| Instructions to follow |
The lines below are to be quoted exactly, from the first through the one that contains "frame[10] = 0x01;".

Extracted data entries
◇ ◇ ◇ ◇ ◇

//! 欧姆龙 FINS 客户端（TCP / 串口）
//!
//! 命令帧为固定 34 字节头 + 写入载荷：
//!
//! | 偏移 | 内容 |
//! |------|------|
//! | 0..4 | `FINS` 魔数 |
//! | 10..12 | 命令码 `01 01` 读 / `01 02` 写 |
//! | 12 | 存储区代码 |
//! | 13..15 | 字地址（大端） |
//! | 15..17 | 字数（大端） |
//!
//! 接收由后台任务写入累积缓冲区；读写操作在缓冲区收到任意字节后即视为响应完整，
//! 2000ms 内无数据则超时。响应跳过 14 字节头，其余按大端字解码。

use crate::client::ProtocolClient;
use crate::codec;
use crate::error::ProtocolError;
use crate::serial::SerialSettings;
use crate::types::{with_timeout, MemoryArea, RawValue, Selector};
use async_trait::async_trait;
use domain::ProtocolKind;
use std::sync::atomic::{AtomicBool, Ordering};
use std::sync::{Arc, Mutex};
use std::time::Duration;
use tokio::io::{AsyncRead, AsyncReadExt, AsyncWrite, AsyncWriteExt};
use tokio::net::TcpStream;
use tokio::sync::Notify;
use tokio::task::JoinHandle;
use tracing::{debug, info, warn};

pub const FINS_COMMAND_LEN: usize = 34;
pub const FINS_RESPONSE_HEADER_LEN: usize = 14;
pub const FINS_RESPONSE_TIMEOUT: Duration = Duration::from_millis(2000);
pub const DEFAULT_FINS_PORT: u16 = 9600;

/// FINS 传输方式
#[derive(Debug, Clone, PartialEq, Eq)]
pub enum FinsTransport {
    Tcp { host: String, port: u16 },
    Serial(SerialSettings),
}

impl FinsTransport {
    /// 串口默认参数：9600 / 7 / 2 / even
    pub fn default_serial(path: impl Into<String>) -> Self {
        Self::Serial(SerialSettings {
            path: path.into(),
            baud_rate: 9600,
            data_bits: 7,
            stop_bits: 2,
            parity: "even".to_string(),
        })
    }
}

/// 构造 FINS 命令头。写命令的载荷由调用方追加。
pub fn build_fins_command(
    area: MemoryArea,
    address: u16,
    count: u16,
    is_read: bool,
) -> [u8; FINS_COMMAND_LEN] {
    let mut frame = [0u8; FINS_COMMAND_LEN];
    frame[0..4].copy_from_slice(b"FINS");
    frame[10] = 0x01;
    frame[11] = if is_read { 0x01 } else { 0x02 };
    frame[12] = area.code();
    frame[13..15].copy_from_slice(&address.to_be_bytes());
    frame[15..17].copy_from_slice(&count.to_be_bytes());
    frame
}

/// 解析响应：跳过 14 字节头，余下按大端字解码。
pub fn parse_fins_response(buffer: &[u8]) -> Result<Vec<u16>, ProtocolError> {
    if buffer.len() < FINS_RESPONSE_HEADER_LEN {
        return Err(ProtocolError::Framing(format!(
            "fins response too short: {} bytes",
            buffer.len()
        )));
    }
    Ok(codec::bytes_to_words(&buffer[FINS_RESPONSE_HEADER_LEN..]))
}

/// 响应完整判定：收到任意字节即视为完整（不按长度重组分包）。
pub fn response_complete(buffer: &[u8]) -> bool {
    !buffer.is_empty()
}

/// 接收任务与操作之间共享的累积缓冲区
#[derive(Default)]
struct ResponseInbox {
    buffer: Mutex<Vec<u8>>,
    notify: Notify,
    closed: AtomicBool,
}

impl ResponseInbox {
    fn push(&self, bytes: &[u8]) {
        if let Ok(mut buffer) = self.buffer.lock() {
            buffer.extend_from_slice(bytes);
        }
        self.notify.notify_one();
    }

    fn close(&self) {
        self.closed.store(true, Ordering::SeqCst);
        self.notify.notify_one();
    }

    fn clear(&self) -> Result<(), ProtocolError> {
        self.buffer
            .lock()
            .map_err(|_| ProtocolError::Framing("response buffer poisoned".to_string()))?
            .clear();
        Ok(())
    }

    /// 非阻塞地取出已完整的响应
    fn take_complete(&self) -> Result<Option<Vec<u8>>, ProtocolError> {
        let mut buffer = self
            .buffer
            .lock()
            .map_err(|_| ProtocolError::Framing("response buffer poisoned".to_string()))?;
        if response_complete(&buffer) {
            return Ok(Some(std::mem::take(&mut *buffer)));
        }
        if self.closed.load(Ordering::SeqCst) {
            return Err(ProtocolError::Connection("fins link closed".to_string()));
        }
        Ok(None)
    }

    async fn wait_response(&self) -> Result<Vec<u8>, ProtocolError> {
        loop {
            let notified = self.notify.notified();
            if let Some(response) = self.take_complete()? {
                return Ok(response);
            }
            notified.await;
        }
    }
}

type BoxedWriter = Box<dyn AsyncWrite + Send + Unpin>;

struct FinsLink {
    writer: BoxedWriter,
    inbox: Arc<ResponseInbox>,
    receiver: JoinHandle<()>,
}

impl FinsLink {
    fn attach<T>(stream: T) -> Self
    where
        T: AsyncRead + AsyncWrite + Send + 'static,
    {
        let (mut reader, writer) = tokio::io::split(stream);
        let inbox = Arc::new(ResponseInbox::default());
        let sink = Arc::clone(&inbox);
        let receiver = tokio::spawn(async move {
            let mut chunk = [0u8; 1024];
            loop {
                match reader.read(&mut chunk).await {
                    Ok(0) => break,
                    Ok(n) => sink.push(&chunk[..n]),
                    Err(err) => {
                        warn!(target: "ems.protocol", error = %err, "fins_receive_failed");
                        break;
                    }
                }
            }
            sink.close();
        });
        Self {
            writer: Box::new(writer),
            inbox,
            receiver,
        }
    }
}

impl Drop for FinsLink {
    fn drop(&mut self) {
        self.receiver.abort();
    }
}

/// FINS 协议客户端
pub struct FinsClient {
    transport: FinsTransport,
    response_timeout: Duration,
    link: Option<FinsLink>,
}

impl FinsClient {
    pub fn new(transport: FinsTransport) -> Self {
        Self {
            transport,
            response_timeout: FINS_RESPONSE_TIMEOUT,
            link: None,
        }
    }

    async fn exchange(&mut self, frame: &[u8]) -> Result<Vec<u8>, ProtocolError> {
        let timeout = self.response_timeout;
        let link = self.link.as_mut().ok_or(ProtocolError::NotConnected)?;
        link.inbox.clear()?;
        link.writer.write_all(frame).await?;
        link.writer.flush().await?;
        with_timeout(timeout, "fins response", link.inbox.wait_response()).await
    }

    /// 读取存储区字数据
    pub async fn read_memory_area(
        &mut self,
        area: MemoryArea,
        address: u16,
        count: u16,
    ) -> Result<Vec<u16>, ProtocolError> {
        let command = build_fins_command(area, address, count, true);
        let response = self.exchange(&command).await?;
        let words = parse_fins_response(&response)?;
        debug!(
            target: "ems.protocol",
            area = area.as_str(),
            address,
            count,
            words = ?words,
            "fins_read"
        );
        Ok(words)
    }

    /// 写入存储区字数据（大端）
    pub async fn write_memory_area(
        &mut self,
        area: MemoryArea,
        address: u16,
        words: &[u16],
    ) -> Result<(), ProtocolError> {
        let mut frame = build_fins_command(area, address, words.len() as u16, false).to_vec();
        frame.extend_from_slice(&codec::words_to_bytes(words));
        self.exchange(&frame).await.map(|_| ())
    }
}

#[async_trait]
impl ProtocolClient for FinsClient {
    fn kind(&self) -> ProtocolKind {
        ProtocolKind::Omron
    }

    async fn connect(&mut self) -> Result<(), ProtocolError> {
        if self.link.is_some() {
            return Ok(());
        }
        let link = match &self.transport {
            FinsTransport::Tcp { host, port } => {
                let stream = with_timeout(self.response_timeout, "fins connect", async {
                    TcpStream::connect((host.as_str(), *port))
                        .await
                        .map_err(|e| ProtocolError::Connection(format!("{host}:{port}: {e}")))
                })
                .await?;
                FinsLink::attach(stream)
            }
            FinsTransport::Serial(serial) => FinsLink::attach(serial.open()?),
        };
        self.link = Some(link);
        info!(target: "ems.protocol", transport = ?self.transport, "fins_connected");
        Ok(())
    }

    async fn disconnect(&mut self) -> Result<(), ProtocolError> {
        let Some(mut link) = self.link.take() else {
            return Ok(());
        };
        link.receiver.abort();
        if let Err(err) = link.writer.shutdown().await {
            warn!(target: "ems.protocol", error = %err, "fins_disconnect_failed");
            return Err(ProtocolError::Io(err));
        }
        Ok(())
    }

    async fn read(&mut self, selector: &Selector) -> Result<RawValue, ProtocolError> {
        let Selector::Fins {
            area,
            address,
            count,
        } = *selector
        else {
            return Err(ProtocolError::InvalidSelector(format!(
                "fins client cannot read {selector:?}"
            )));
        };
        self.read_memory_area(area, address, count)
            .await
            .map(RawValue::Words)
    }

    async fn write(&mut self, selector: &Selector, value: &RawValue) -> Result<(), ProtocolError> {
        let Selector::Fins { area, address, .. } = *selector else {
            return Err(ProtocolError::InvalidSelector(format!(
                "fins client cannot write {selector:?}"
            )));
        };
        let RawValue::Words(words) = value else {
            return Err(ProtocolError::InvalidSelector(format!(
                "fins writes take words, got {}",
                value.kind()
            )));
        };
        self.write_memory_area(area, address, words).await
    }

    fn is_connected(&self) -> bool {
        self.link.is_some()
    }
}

◇ ◇ ◇ ◇ ◇

| Problem solution |
//! 欧姆龙 FINS 客户端（TCP / 串口）
//!
//! 命令帧为固定 34 字节头 + 写入载荷：
//!
//! | 偏移 | 内容 |
//! |------|------|
//! | 0..4 | `FINS` 魔数 |
//! | 10..12 | 命令码 `01 01` 读 / `01 02` 写 |
//! | 12 | 存储区代码 |
//! | 13..15 | 字地址（大端） |
//! | 15..17 | 字数（大端） |
//!
//! 接收由后台任务写入累积缓冲区；读写操作在缓冲区收到任意字节后即视为响应完整，
//! 2000ms 内无数据则超时。响应跳过 14 字节头，其余按大端字解码。

use crate::client::ProtocolClient;
use crate::codec;
use crate::error::ProtocolError;
use crate::serial::SerialSettings;
use crate::types::{with_timeout, MemoryArea, RawValue, Selector};
use async_trait::async_trait;
use domain::ProtocolKind;
use std::sync::atomic::{AtomicBool, Ordering};
use std::sync::{Arc, Mutex};
use std::time::Duration;
use tokio::io::{AsyncRead, AsyncReadExt, AsyncWrite, AsyncWriteExt};
use tokio::net::TcpStream;
use tokio::sync::Notify;
use tokio::task::JoinHandle;
use tracing::{debug, info, warn};

pub const FINS_COMMAND_LEN: usize = 34;
pub const FINS_RESPONSE_HEADER_LEN: usize = 14;
pub const FINS_RESPONSE_TIMEOUT: Duration = Duration::from_millis(2000);
pub const DEFAULT_FINS_PORT: u16 = 9600;

/// FINS 传输方式
#[derive(Debug, Clone, PartialEq, Eq)]
pub enum FinsTransport {
    Tcp { host: String, port: u16 },
    Serial(SerialSettings),
}

impl FinsTransport {
    /// 串口默认参数：9600 / 7 / 2 / even
    pub fn default_serial(path: impl Into<String>) -> Self {
        Self::Serial(SerialSettings {
            path: path.into(),
            baud_rate: 9600,
            data_bits: 7,
            stop_bits: 2,
            parity: "even".to_string(),
        })
    }
}

/// 构造 FINS 命令头。写命令的载荷由调用方追加。
pub fn build_fins_command(
    area: MemoryArea,
    address: u16,
    count: u16,
    is_read: bool,
) -> [u8; FINS_COMMAND_LEN] {
    let mut frame = [0u8; FINS_COMMAND_LEN];
    frame[0..4].copy_from_slice(b"FINS");
    frame[10] = 0x01;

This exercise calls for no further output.